[Dataset items]
=== Section Start ===

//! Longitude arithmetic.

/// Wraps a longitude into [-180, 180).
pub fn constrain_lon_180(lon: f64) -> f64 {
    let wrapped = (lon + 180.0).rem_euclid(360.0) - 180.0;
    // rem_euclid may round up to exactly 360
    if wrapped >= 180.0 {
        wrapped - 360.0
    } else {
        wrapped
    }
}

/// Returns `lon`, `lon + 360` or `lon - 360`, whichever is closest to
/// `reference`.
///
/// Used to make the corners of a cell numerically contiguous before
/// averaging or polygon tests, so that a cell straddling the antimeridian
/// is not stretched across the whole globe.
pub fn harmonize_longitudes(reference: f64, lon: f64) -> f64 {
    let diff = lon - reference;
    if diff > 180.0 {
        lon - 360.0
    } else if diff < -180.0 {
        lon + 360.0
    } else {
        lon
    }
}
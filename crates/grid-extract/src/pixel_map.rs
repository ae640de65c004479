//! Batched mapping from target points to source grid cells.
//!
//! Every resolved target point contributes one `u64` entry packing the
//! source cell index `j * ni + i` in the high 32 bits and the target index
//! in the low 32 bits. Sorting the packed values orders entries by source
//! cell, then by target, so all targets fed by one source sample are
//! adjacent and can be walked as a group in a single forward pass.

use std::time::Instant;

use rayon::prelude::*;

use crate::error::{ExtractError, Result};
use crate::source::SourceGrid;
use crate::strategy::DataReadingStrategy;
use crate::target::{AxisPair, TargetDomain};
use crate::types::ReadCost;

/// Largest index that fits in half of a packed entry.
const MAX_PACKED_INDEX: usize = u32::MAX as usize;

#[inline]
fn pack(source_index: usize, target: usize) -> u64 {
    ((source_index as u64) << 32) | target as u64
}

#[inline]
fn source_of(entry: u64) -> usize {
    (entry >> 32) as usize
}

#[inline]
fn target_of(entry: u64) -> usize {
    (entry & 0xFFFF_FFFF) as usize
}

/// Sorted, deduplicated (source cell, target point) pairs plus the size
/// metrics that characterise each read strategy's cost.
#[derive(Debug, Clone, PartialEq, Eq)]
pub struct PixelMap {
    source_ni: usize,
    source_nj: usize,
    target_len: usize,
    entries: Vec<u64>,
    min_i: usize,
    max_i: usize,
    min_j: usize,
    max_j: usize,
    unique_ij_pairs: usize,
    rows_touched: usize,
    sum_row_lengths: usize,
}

=== Section End ===

■ Exercise ■
Where the line with "is closest to" ends, your copy should end too; please return exactly the lines from the first line of the data through it.

■ Solution for this task ■
//! Longitude arithmetic.

/// Wraps a longitude into [-180, 180).
pub fn constrain_lon_180(lon: f64) -> f64 {
    let wrapped = (lon + 180.0).rem_euclid(360.0) - 180.0;
    // rem_euclid may round up to exactly 360
    if wrapped >= 180.0 {
        wrapped - 360.0
    } else {
        wrapped
    }
}

/// Returns `lon`, `lon + 360` or `lon - 360`, whichever is closest to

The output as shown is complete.